Work order: Take the lines below beginning at the line that has "use crate::adapters::translator::HttpTranslator;" and stopping after the line that has "let output = config.output_path();", and print them exactly as they are, with no other lines.

Input for this task:
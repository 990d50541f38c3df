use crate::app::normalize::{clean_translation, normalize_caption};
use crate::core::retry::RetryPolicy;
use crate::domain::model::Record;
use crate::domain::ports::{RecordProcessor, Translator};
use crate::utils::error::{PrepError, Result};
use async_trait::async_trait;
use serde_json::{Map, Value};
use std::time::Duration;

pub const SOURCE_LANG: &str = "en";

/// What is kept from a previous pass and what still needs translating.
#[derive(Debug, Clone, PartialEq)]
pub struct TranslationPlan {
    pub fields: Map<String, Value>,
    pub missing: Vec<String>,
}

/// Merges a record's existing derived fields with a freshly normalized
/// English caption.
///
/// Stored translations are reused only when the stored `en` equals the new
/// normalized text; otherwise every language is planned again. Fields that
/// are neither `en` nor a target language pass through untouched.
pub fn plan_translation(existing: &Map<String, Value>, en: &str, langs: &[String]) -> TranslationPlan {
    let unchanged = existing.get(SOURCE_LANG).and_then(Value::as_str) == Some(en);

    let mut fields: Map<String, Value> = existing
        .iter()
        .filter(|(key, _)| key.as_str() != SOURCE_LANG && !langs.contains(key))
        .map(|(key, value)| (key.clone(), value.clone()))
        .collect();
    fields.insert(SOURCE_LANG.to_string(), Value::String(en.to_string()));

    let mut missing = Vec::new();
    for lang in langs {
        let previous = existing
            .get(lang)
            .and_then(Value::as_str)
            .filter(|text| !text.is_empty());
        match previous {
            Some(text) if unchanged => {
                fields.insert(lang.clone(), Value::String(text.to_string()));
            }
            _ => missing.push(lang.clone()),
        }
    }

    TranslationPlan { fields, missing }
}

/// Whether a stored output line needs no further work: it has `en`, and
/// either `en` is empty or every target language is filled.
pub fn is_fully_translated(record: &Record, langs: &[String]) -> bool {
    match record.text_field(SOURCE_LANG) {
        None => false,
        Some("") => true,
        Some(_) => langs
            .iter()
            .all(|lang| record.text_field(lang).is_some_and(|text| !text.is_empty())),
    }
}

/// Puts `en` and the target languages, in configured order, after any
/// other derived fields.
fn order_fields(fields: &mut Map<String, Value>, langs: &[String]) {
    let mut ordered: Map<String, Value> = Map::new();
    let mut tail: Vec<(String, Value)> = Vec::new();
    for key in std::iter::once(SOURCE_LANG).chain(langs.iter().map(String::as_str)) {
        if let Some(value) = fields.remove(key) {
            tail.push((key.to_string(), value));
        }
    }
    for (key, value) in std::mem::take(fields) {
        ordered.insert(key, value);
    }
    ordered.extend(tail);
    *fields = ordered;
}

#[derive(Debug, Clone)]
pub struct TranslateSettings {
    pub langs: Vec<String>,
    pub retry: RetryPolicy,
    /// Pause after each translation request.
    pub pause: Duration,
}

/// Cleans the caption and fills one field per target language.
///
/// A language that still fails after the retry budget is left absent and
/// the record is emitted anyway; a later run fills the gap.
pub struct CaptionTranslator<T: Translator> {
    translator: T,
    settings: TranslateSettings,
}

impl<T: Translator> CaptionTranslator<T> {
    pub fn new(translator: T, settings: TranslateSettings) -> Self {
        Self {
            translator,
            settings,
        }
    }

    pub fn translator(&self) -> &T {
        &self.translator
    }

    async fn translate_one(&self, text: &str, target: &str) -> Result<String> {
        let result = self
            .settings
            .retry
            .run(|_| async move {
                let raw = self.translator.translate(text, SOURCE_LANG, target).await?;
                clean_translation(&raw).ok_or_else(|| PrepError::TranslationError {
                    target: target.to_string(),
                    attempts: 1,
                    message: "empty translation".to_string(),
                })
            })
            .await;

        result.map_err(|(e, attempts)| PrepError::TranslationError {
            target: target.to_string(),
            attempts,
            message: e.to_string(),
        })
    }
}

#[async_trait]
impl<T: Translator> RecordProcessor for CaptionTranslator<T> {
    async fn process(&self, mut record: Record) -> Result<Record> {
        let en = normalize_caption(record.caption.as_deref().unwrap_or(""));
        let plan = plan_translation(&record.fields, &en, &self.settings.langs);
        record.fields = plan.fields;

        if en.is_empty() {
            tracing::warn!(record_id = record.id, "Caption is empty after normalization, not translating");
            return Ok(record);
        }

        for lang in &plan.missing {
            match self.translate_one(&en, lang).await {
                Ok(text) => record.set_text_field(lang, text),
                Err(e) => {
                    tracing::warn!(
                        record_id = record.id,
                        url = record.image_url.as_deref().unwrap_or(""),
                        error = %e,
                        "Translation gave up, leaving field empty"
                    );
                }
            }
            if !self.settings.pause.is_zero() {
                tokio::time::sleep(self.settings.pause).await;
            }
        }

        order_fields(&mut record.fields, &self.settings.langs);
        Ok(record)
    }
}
...
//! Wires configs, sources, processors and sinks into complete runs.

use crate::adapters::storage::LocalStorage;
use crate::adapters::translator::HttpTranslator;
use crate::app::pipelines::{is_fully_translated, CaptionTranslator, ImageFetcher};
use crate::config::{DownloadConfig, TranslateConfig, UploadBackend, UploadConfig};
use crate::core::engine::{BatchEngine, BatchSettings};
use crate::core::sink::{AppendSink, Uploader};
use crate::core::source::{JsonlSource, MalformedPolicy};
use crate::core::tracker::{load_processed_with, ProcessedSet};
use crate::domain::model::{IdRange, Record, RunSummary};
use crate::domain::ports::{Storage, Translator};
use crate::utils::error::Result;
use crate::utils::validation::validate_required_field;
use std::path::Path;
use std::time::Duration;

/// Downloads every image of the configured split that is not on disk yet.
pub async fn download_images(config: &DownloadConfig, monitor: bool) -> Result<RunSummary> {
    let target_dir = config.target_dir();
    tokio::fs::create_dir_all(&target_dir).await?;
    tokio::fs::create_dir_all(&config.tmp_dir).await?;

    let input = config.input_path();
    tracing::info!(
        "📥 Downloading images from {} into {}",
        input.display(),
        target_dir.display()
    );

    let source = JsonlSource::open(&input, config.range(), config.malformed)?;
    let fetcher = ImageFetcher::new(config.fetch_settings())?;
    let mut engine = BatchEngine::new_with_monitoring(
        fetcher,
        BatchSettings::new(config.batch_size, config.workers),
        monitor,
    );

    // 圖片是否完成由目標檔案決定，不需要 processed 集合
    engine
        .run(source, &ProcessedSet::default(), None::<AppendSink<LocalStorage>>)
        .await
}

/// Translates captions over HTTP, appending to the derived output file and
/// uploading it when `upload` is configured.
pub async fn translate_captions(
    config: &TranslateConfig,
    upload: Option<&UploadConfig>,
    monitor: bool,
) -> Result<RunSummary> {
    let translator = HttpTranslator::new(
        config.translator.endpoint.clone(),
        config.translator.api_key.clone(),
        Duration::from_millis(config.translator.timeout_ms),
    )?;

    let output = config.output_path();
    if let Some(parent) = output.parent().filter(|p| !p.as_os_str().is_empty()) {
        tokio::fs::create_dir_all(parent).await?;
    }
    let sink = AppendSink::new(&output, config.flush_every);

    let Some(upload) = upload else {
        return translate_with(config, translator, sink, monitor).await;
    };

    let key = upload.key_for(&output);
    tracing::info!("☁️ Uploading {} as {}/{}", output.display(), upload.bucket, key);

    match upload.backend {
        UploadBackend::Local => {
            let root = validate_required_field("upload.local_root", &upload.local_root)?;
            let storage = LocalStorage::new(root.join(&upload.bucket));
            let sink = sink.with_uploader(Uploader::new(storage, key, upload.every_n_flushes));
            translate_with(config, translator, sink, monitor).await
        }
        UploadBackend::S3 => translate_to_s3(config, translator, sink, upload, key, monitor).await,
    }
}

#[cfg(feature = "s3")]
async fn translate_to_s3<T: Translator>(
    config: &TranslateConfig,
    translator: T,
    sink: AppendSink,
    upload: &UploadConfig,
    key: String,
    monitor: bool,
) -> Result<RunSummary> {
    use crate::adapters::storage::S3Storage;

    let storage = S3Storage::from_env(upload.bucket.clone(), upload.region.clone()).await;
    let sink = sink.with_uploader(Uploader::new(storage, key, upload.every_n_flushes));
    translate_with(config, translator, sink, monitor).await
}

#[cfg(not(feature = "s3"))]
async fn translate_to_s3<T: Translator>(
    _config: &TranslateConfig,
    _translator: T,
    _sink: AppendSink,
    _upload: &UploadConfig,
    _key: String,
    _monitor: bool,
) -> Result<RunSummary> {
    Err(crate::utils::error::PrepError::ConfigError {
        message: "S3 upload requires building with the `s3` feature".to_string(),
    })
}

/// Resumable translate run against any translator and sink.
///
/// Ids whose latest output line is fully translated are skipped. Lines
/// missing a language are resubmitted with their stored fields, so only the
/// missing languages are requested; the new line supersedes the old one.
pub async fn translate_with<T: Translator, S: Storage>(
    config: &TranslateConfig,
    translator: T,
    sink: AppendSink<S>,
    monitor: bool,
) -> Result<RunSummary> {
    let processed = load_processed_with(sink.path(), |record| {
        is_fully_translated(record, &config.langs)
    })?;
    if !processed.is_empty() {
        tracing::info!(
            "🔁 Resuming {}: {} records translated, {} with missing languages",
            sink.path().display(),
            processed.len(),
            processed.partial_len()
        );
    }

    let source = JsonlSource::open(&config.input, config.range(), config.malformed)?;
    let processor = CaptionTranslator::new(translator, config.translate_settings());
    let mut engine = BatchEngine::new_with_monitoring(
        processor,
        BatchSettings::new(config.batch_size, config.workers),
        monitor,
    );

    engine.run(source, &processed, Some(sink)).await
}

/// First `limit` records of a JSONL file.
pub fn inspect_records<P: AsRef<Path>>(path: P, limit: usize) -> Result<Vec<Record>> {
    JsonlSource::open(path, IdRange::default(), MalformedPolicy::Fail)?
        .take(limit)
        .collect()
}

Answer for the task:
use crate::adapters::translator::HttpTranslator;
use crate::app::pipelines::{is_fully_translated, CaptionTranslator, ImageFetcher};
use crate::config::{DownloadConfig, TranslateConfig, UploadBackend, UploadConfig};
use crate::core::engine::{BatchEngine, BatchSettings};
use crate::core::sink::{AppendSink, Uploader};
use crate::core::source::{JsonlSource, MalformedPolicy};
use crate::core::tracker::{load_processed_with, ProcessedSet};
use crate::domain::model::{IdRange, Record, RunSummary};
use crate::domain::ports::{Storage, Translator};
use crate::utils::error::Result;
use crate::utils::validation::validate_required_field;
use std::path::Path;
use std::time::Duration;

/// Downloads every image of the configured split that is not on disk yet.
pub async fn download_images(config: &DownloadConfig, monitor: bool) -> Result<RunSummary> {
    let target_dir = config.target_dir();
    tokio::fs::create_dir_all(&target_dir).await?;
    tokio::fs::create_dir_all(&config.tmp_dir).await?;

    let input = config.input_path();
    tracing::info!(
        "📥 Downloading images from {} into {}",
        input.display(),
        target_dir.display()
    );

    let source = JsonlSource::open(&input, config.range(), config.malformed)?;
    let fetcher = ImageFetcher::new(config.fetch_settings())?;
    let mut engine = BatchEngine::new_with_monitoring(
        fetcher,
        BatchSettings::new(config.batch_size, config.workers),
        monitor,
    );

    // 圖片是否完成由目標檔案決定，不需要 processed 集合
    engine
        .run(source, &ProcessedSet::default(), None::<AppendSink<LocalStorage>>)
        .await
}

/// Translates captions over HTTP, appending to the derived output file and
/// uploading it when `upload` is configured.
pub async fn translate_captions(
    config: &TranslateConfig,
    upload: Option<&UploadConfig>,
    monitor: bool,
) -> Result<RunSummary> {
    let translator = HttpTranslator::new(
        config.translator.endpoint.clone(),
        config.translator.api_key.clone(),
        Duration::from_millis(config.translator.timeout_ms),
    )?;

    let output = config.output_path();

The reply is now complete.